Matrix factorization with recosystem

This model learns latent user and movie factors to predict ratings.

Convert user and movie IDs to integer indices (required by recosystem)
Train a matrix factorization model (learns hidden features of users and movies)
Tune hyperparameters (dimension, learning rate, regularization)
Predict ratings on the test set

Results

                            model      rmse
6 recosystem_matrix_factorization 0.7890856
5                  user_movie_svd 0.8617393
4                 user_movie_bias 0.8647311
3                      movie_bias 0.9432398
2                       user_bias 0.9769863
1                     global_mean 1.0596762

rm(list = ls())

# -------------------------
# Download + read data
# -------------------------

dl <- tempfile()

download.file(
  "http://files.grouplens.org/datasets/movielens/ml-latest-small.zip",
  dl
)

ratings <- read.csv(
  unz(dl, "ml-latest-small/ratings.csv"),
  stringsAsFactors = FALSE
)

movies <- read.csv(
  unz(dl, "ml-latest-small/movies.csv"),
  stringsAsFactors = FALSE
)

movies$movieId <- as.numeric(movies$movieId)

movielens <- merge(ratings, movies, by = "movieId")

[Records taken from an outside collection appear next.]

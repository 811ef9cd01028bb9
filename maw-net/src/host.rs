//! Listening endpoint for the hosting peer.
//!
//! The host owns a non-blocking listener pumped from the session tick.
//! Each accepted connection gets a dedicated reader thread that decodes
//! frames and forwards them into a single shared inbox; the tick drains
//! the inbox with `poll_messages`. Reader threads never touch session
//! state, and only the session thread writes to the streams.

use std::io::{self, BufReader, BufWriter};
use std::net::{SocketAddr, TcpListener, TcpStream};
use std::sync::mpsc::{self, Receiver, Sender};
use std::thread;

use log::{error, info, warn};

use crate::framing::{read_message, write_message};
use crate::protocol::WireMessage;

/// Hosting endpoint: one listener, many outbound connections.
pub struct NetHost {
    listener: TcpListener,
    conns: Vec<BufWriter<TcpStream>>,
    inbox_rx: Receiver<WireMessage>,
    inbox_tx: Sender<WireMessage>,
}

impl NetHost {
    /// Bind the listening socket. The listener is non-blocking so the
    /// session tick can pump `accept_connections` without stalling.
    pub fn bind(addr: &str) -> io::Result<Self> {
        let listener = TcpListener::bind(addr)?;
        listener.set_nonblocking(true)?;

        let (inbox_tx, inbox_rx) = mpsc::channel();

        info!("hosting on {}", addr);

        Ok(Self {
            listener,
            conns: Vec::new(),
            inbox_rx,
            inbox_tx,
        })
    }

    /// The actual bound address (useful when the port is OS-assigned).
    pub fn local_addr(&self) -> io::Result<SocketAddr> {
        self.listener.local_addr()
    }

    /// Accept any pending connections, spawning one reader thread each.
    /// Returns how many connections were accepted this pump so the
    /// session can push its current lobby state to newcomers.
    pub fn accept_connections(&mut self) -> usize {
        let mut accepted = 0;

        loop {
            match self.listener.accept() {
                Ok((stream, addr)) => {
                    // Reader threads must block; undo any non-blocking
                    // inheritance from the listener.
                    if let Err(e) = stream.set_nonblocking(false) {
                        error!("failed to configure stream from {}: {}", addr, e);
                        continue;
                    }
                    let read_stream = match stream.try_clone() {
                        Ok(s) => s,
                        Err(e) => {
                            error!("failed to clone stream from {}: {}", addr, e);
                            continue;
                        }
                    };

                    let inbox_tx = self.inbox_tx.clone();
                    thread::spawn(move || {
                        connection_reader(read_stream, inbox_tx);
                    });

                    self.conns.push(BufWriter::new(stream));
                    accepted += 1;

                    info!("peer connected from {}", addr);
                }
                Err(ref e) if e.kind() == io::ErrorKind::WouldBlock => {
                    // No pending connections
                    break;
                }
                Err(e) => {
                    error!("accept error: {}", e);
                    break;
                }
            }
        }

        accepted
    }

    /// Drain inbound messages without blocking.
    pub fn poll_messages(&mut self) -> Vec<WireMessage> {
        let mut messages = Vec::new();
        while let Ok(msg) = self.inbox_rx.try_recv() {
            messages.push(msg);
        }
        messages
    }

    /// Best-effort broadcast: write to every live connection, dropping
    /// any whose write fails. A lost client never blocks delivery to the
    /// others; its reader thread notices the broken stream on its own.
    pub fn broadcast(&mut self, msg: &WireMessage) {
        self.conns.retain_mut(|conn| match write_message(conn, msg) {
            Ok(()) => true,
            Err(e) => {
                warn!("dropping peer connection after write error: {}", e);
                false
            }
        });
    }

    /// Number of live outbound connections.
    pub fn connection_count(&self) -> usize {
        self.conns.len()
    }
}

/// Background thread reading frames from one accepted connection.
///
/// Exits on read error, EOF, or a malformed frame; only this connection
/// is affected. A peer disconnecting is the expected way for this loop
/// to end.
fn connection_reader(stream: TcpStream, inbox_tx: Sender<WireMessage>) {
    let peer = stream
        .peer_addr()
        .map(|a| a.to_string())
        .unwrap_or_else(|_| "unknown".into());
    let mut reader = BufReader::new(stream);

    loop {
        match read_message::<_, WireMessage>(&mut reader) {
            Ok(msg) => {
                if inbox_tx.send(msg).is_err() {
                    // Receiver dropped, the session is shutting down
                    break;
                }
            }
            Err(e) => {
                if e.kind() != io::ErrorKind::UnexpectedEof {
                    warn!("closing connection from {}: {}", peer, e);
                }
                break;
            }
        }
    }

    info!("reader for {} exiting", peer);
}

saveRDS(movielens, "movielens_small.rds")

rm(list = ls())

movielens <- readRDS("movielens_small.rds")

head(movielens)
dim(movielens)

length(unique(movielens$userId))
length(unique(movielens$movieId))

# Keep most active users and most rated movies
top_users <- names(sort(table(movielens$userId), decreasing = TRUE))[1:200]
top_movies <- names(sort(table(movielens$movieId), decreasing = TRUE))[1:200]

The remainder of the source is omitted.